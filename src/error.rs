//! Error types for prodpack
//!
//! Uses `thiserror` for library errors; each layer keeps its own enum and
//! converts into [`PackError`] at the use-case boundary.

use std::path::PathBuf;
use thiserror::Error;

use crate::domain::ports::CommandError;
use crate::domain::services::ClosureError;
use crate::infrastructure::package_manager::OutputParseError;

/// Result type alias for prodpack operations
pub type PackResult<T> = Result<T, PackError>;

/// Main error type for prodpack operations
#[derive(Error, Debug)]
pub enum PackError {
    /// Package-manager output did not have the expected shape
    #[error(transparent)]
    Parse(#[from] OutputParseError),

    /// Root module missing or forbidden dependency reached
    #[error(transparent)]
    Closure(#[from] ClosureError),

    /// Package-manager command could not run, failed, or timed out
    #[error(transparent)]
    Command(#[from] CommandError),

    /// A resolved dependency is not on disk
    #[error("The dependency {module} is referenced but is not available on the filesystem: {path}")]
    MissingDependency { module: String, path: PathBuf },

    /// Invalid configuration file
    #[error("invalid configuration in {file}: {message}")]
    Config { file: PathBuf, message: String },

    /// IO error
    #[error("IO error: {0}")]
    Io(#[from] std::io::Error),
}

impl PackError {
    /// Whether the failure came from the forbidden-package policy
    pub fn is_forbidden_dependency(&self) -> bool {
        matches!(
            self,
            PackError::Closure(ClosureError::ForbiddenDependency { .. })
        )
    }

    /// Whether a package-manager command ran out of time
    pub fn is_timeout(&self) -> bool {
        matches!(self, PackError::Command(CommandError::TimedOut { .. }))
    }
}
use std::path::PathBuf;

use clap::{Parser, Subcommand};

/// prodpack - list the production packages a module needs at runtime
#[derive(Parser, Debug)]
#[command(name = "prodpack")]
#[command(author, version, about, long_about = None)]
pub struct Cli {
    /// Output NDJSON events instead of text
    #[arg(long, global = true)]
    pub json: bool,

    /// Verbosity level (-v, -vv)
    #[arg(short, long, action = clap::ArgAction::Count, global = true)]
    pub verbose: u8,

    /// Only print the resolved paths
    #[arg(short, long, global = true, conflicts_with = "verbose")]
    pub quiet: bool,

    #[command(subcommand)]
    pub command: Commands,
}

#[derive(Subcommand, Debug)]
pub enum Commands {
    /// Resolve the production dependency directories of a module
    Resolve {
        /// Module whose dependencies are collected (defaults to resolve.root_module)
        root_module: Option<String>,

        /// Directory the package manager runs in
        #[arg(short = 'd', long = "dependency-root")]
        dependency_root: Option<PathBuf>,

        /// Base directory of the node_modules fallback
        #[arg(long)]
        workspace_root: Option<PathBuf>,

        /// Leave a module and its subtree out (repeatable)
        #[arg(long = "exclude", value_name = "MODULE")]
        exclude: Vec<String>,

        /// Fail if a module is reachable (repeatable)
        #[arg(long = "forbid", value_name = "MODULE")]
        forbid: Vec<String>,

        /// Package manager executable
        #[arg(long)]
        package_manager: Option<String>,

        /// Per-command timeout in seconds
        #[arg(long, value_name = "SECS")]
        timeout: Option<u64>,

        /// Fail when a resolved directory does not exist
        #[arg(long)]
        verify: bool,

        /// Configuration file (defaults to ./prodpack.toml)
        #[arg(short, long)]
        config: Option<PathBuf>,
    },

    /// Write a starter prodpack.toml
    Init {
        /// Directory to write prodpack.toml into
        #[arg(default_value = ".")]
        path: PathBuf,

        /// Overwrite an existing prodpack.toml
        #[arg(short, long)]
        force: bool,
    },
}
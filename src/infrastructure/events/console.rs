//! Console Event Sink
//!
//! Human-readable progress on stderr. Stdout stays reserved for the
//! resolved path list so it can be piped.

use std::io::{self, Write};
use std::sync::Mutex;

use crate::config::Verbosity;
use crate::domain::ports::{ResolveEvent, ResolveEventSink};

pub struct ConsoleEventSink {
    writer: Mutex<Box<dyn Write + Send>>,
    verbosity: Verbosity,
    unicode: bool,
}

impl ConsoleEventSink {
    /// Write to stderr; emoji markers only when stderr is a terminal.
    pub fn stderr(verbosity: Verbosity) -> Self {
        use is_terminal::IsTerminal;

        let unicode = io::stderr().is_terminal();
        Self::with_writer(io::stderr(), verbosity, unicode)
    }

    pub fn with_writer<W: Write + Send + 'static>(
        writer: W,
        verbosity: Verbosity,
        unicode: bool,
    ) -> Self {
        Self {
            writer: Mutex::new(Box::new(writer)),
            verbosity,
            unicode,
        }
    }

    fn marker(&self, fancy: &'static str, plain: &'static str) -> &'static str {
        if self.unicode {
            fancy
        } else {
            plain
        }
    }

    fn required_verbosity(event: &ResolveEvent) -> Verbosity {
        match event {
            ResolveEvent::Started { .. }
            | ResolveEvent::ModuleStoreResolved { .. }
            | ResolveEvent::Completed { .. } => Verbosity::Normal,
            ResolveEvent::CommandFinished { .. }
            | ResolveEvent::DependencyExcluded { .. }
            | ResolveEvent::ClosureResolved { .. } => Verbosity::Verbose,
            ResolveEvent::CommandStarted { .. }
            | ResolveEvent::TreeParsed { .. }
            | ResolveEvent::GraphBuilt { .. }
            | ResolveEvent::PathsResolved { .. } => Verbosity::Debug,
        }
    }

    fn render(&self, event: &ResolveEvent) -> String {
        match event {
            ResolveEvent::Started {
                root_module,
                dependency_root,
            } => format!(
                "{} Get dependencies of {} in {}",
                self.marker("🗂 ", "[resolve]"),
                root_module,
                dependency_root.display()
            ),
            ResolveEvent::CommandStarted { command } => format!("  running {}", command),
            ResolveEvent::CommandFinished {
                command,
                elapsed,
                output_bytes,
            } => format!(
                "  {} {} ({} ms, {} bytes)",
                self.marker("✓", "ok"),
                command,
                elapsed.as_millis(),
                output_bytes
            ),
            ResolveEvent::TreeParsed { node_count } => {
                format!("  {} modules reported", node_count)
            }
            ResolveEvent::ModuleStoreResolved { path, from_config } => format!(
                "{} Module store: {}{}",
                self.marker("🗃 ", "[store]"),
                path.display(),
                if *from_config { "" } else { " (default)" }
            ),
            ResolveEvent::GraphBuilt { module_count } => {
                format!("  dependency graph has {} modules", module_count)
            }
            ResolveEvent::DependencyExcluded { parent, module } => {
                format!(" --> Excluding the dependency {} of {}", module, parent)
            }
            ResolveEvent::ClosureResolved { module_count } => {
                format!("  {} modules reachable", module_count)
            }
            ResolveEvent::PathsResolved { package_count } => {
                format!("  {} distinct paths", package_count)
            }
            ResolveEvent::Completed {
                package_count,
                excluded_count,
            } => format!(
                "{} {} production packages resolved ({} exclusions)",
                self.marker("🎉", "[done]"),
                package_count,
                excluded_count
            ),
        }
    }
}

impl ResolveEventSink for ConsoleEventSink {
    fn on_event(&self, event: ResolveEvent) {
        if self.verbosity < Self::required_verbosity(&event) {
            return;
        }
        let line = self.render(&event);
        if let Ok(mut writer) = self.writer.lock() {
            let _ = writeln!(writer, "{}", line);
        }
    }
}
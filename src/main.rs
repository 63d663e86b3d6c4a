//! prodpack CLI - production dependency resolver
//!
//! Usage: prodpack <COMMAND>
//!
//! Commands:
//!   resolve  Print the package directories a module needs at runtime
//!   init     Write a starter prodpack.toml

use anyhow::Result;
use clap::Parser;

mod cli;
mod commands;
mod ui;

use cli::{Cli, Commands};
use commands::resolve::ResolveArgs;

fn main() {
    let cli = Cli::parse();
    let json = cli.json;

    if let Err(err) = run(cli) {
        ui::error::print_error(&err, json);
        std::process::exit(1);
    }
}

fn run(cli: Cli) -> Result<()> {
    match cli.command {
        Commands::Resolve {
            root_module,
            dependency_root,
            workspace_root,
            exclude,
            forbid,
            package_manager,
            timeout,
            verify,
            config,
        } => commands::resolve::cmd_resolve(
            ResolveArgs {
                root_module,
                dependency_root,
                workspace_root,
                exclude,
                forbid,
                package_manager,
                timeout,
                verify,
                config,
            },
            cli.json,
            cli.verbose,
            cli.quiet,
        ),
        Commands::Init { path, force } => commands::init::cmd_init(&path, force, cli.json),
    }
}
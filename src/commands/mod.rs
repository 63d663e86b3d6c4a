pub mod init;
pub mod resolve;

══════════════════════════════

ASSIGNMENT | Set down, exactly as they appear, the lines above from the first one to the line that holds "use crate::domain::services::ClosureError;", both included, please, and no others.

WORKED SOLUTION |
filename src/error.rs
//! Error types for prodpack
//!
//! Uses `thiserror` for library errors; each layer keeps its own enum and
//! converts into [`PackError`] at the use-case boundary.

use std::path::PathBuf;
use thiserror::Error;

use crate::domain::ports::CommandError;
use crate::domain::services::ClosureError;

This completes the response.